_PROBLEM TO WORK ON:_ Quote the entries below from the line with "self.amount_rub" through the line with "pub struct ExchangeRatesView", both ends included, and only those lines.

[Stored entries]
------------------------

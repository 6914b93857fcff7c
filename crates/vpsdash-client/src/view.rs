//! Модели представления: camelCase, строковые идентификаторы.
//!
//! Получаются из схемы API через `From`, после типизированного разбора JSON.

use chrono::{DateTime, Utc};
use serde::{Deserialize, Serialize};
use std::collections::BTreeMap;
use vpsdash_domain::billing::{self, BillableServer, LedgerEntry};
use vpsdash_domain::models::{
    AgentTokenResponse, CurrentMetrics, ExchangeRatesResponse, FolderResponse,
    MetricsHistoryResponse, MetricsSnapshot, PaymentResponse, PaymentSummary, ServerResponse,
    ServerStatus,
};
use vpsdash_domain::{Month, RateTable};

#[derive(Debug, Clone, PartialEq, Serialize, Deserialize)]
#[serde(rename_all = "camelCase")]
pub struct ServerView {
    pub id: String,
    pub folder_id: String,
    pub name: String,
    pub ip: String,
    pub status: ServerStatus,
    pub provider: String,
    pub price: f64,
    pub currency: String,
    pub payment_date: String,
    pub last_ping: Option<i32>,
    pub last_check: Option<DateTime<Utc>>,
    pub last_paid_month: Option<String>,
}

impl ServerView {
    pub fn is_paid_for(&self, month: Month) -> bool {
        billing::is_paid_for_month(self, month)
    }

    pub fn is_paid_this_month(&self) -> bool {
        self.is_paid_for(Month::current())
    }

    pub fn is_free(&self) -> bool {
        !billing::is_payable(self)
    }
}

impl From<ServerResponse> for ServerView {
    fn from(s: ServerResponse) -> Self {
        Self {
            id: s.id.to_string(),
            folder_id: s.folder_id.to_string(),
            name: s.name,
            ip: s.ip,
            status: s.status,
            provider: s.provider,
            price: s.price,
            currency: s.currency,
            payment_date: s.payment_date,
            last_ping: s.last_ping,
            last_check: s.last_check,
            last_paid_month: s.last_paid_month,
        }
    }
}

impl BillableServer for ServerView {
    fn price(&self) -> f64 {
        self.price
    }
    fn currency(&self) -> &str {
        &self.currency
    }
    fn payment_date(&self) -> &str {
        &self.payment_date
    }
    fn last_paid_month(&self) -> Option<&str> {
        self.last_paid_month.as_deref()
    }
}

#[derive(Debug, Clone, PartialEq, Serialize, Deserialize)]
#[serde(rename_all = "camelCase")]
pub struct FolderView {
    pub id: String,
    pub name: String,
    pub color: String,
    pub position: i32,
    pub servers: Vec<ServerView>,
}

impl From<FolderResponse> for FolderView {
    fn from(f: FolderResponse) -> Self {
        Self {
            id: f.id.to_string(),
            name: f.name,
            color: f.color,
            position: f.position,
            servers: f.servers.into_iter().map(Into::into).collect(),
        }
    }
}

#[derive(Debug, Clone, PartialEq, Serialize, Deserialize)]
#[serde(rename_all = "camelCase")]
pub struct PaymentView {
    pub id: String,
    pub server_id: String,
    pub server_name: String,
    pub amount: f64,
    pub currency: String,
    pub amount_rub: f64,
    pub exchange_rate: f64,
    pub paid_at: DateTime<Utc>,
    pub payment_month: String,
}

impl From<PaymentResponse> for PaymentView {
    fn from(p: PaymentResponse) -> Self {
        Self {
            id: p.id.to_string(),
            server_id: p.server_id.to_string(),
            server_name: p.server_name,
            amount: p.amount,
            currency: p.currency,
            amount_rub: p.amount_rub,
            exchange_rate: p.exchange_rate,
            paid_at: p.paid_at,
            payment_month: p.payment_month,
        }
    }
}

impl LedgerEntry for PaymentView {
    fn amount(&self) -> f64 {
        self.amount
    }
    fn currency(&self) -> &str {
        &self.currency
    }
    fn amount_rub(&self) -> f64 {
        self.amount_rub
    }
    fn payment_month(&self) -> &str {
        &self.payment_month
    }
}

#[derive(Debug, Clone, PartialEq, Serialize, Deserialize)]
#[serde(rename_all = "camelCase")]
pub struct PaymentSummaryView {
    pub total_rub: f64,
    pub by_currency: BTreeMap<String, f64>,
    pub by_currency_rub: BTreeMap<String, f64>,
    pub payments_count: usize,
    pub month: String,
}

impl From<PaymentSummary> for PaymentSummaryView {
    fn from(s: PaymentSummary) -> Self {
        Self {
            total_rub: s.total_rub,
            by_currency: s.by_currency,
            by_currency_rub: s.by_currency_rub,
            payments_count: s.payments_count,
            month: s.month,
        }
    }
}

#[derive(Debug, Clone, PartialEq, Serialize, Deserialize)]
#[serde(rename_all = "camelCase")]
pub struct ExchangeRatesView {
    pub rates: RateTable,
    pub updated_at: Option<DateTime<Utc>>,
}

impl ExchangeRatesView {
    pub fn rate(&self, currency: &str) -> Option<f64> {
        self.rates
            .get(&billing::normalize_currency(currency))
            .copied()
    }
}

impl From<ExchangeRatesResponse> for ExchangeRatesView {
    fn from(r: ExchangeRatesResponse) -> Self {
        Self {
            rates: r.rates,
            updated_at: r.updated_at,
        }
    }
}

#[derive(Debug, Clone, PartialEq, Serialize, Deserialize)]
#[serde(rename_all = "camelCase")]
pub struct MetricsSnapshotView {
    pub cpu_percent: f64,
    pub memory_percent: f64,
    pub memory_used_mb: i64,
    pub memory_total_mb: i64,
    pub disk_percent: f64,
    pub disk_used_gb: f64,
    pub disk_total_gb: f64,
    pub uptime_seconds: i64,
    pub load_avg_1: Option<f64>,
    pub load_avg_5: Option<f64>,
    pub load_avg_15: Option<f64>,
    pub collected_at: DateTime<Utc>,
}

impl From<MetricsSnapshot> for MetricsSnapshotView {
    fn from(m: MetricsSnapshot) -> Self {
        Self {
            cpu_percent: m.cpu_percent,
            memory_percent: m.memory_percent,
            memory_used_mb: m.memory_used_mb,
            memory_total_mb: m.memory_total_mb,
            disk_percent: m.disk_percent,
            disk_used_gb: m.disk_used_gb,
            disk_total_gb: m.disk_total_gb,
            uptime_seconds: m.uptime_seconds,
            load_avg_1: m.load_avg_1,
            load_avg_5: m.load_avg_5,
            load_avg_15: m.load_avg_15,
            collected_at: m.collected_at,
        }
    }
}

/// Снимок и средние за 12 часов. `None` в средних означает «нет данных».
#[derive(Debug, Clone, PartialEq, Serialize, Deserialize)]
#[serde(rename_all = "camelCase")]
pub struct MetricsView {
    pub server_id: String,
    pub server_name: String,
    pub current: Option<MetricsSnapshotView>,
    pub history: Vec<MetricsSnapshotView>,
    pub avg_cpu_12h: Option<f64>,
    pub avg_memory_12h: Option<f64>,
}

impl From<MetricsHistoryResponse> for MetricsView {
    fn from(m: MetricsHistoryResponse) -> Self {
        Self {
            server_id: m.server_id.to_string(),
            server_name: m.server_name,
            current: m.current.map(Into::into),
            history: m.history.into_iter().map(Into::into).collect(),
            avg_cpu_12h: m.avg_cpu_12h,
            avg_memory_12h: m.avg_memory_12h,
        }
    }
}

#[derive(Debug, Clone, PartialEq, Serialize, Deserialize)]
#[serde(rename_all = "camelCase")]
pub struct CurrentMetricsView {
    pub cpu_percent: f64,
    pub memory_percent: f64,
    pub memory_used_mb: i64,
    pub memory_total_mb: i64,
    pub disk_percent: f64,
    pub collected_at: DateTime<Utc>,
}

impl From<CurrentMetrics> for CurrentMetricsView {
    fn from(m: CurrentMetrics) -> Self {
        Self {
            cpu_percent: m.cpu_percent,
            memory_percent: m.memory_percent,
            memory_used_mb: m.memory_used_mb,
            memory_total_mb: m.memory_total_mb,
            disk_percent: m.disk_percent,
            collected_at: m.collected_at,
        }
    }
}

#[derive(Debug, Clone, PartialEq, Serialize, Deserialize)]
#[serde(rename_all = "camelCase")]
pub struct AgentTokenView {
    pub agent_token: String,
    pub server_id: String,
    pub server_name: String,
}

impl From<AgentTokenResponse> for AgentTokenView {
    fn from(t: AgentTokenResponse) -> Self {
        Self {
            agent_token: t.agent_token,
            server_id: t.server_id.to_string(),
            server_name: t.server_name,
        }
    }
}

#[cfg(test)]
mod tests {
    use super::*;
    use serde_json::json;

    fn wire_server(last_paid_month: Option<&str>, price: f64) -> ServerResponse {
        serde_json::from_value(json!({
            "id": 12, "folder_id": 3, "name": "fra-1", "ip": "10.0.0.1",
            "provider": "Hetzner", "price": price, "currency": "EUR", "payment_date": "5",
            "status": "online", "last_ping": 42, "last_paid_month": last_paid_month
        }))
        .unwrap()
    }

    #[test]
    fn test_folder_view_uses_string_ids_and_camel_case() {
        let folder = FolderResponse {
            id: 3,
            name: "Prod".into(),
            color: "#ff0000".into(),
            position: 0,
            servers: vec![wire_server(Some("2026-01"), 4.5)],
        };

        let view = FolderView::from(folder);
        assert_eq!(view.id, "3");
        assert_eq!(view.servers[0].id, "12");
        assert_eq!(view.servers[0].folder_id, "3");

        let json = serde_json::to_value(&view.servers[0]).unwrap();
        assert_eq!(json["folderId"], "3");
        assert_eq!(json["paymentDate"], "5");
        assert_eq!(json["lastPaidMonth"], "2026-01");
        assert_eq!(json["lastPing"], 42);
        assert_eq!(json["status"], "online");
    }

    #[test]
    fn test_paid_flag_follows_last_paid_month() {
        let month: Month = "2026-01".parse().unwrap();
        let paid = ServerView::from(wire_server(Some("2026-01"), 4.5));
        let stale = ServerView::from(wire_server(Some("2025-12"), 4.5));
        let never = ServerView::from(wire_server(None, 4.5));

        assert!(paid.is_paid_for(month));
        assert!(!stale.is_paid_for(month));
        assert!(!never.is_paid_for(month));
        assert!(ServerView::from(wire_server(None, 0.0)).is_free());
    }

    #[test]
    fn test_metrics_view_keeps_missing_averages() {
        let wire = MetricsHistoryResponse {
            server_id: 7,
            server_name: "s".into(),
            current: None,
            history: vec![],
            avg_cpu_12h: None,
            avg_memory_12h: Some(0.0),
        };

        let view = MetricsView::from(wire);
        assert_eq!(view.server_id, "7");
        assert_eq!(view.avg_cpu_12h, None);
        assert_eq!(view.avg_memory_12h, Some(0.0));

        let json = serde_json::to_value(&view).unwrap();
        assert_eq!(json["avgCpu12h"], serde_json::Value::Null);
        assert_eq!(json["avgMemory12h"], json!(0.0));
    }

    #[test]
    fn test_rate_lookup_normalizes_code() {
        let rates = ExchangeRatesView {
            rates: [("USD".to_string(), 95.0)].into_iter().collect(),
            updated_at: None,
        };
        assert_eq!(rates.rate(" usd"), Some(95.0));
        assert_eq!(rates.rate("EUR"), None);
    }
}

------------------------

_THE COMPLETED TASK:_
        self.amount_rub
    }
    fn payment_month(&self) -> &str {
        &self.payment_month
    }
}

#[derive(Debug, Clone, PartialEq, Serialize, Deserialize)]
#[serde(rename_all = "camelCase")]
pub struct PaymentSummaryView {
    pub total_rub: f64,
    pub by_currency: BTreeMap<String, f64>,
    pub by_currency_rub: BTreeMap<String, f64>,
    pub payments_count: usize,
    pub month: String,
}

impl From<PaymentSummary> for PaymentSummaryView {
    fn from(s: PaymentSummary) -> Self {
        Self {
            total_rub: s.total_rub,
            by_currency: s.by_currency,
            by_currency_rub: s.by_currency_rub,
            payments_count: s.payments_count,
            month: s.month,
        }
    }
}

#[derive(Debug, Clone, PartialEq, Serialize, Deserialize)]
#[serde(rename_all = "camelCase")]
pub struct ExchangeRatesView {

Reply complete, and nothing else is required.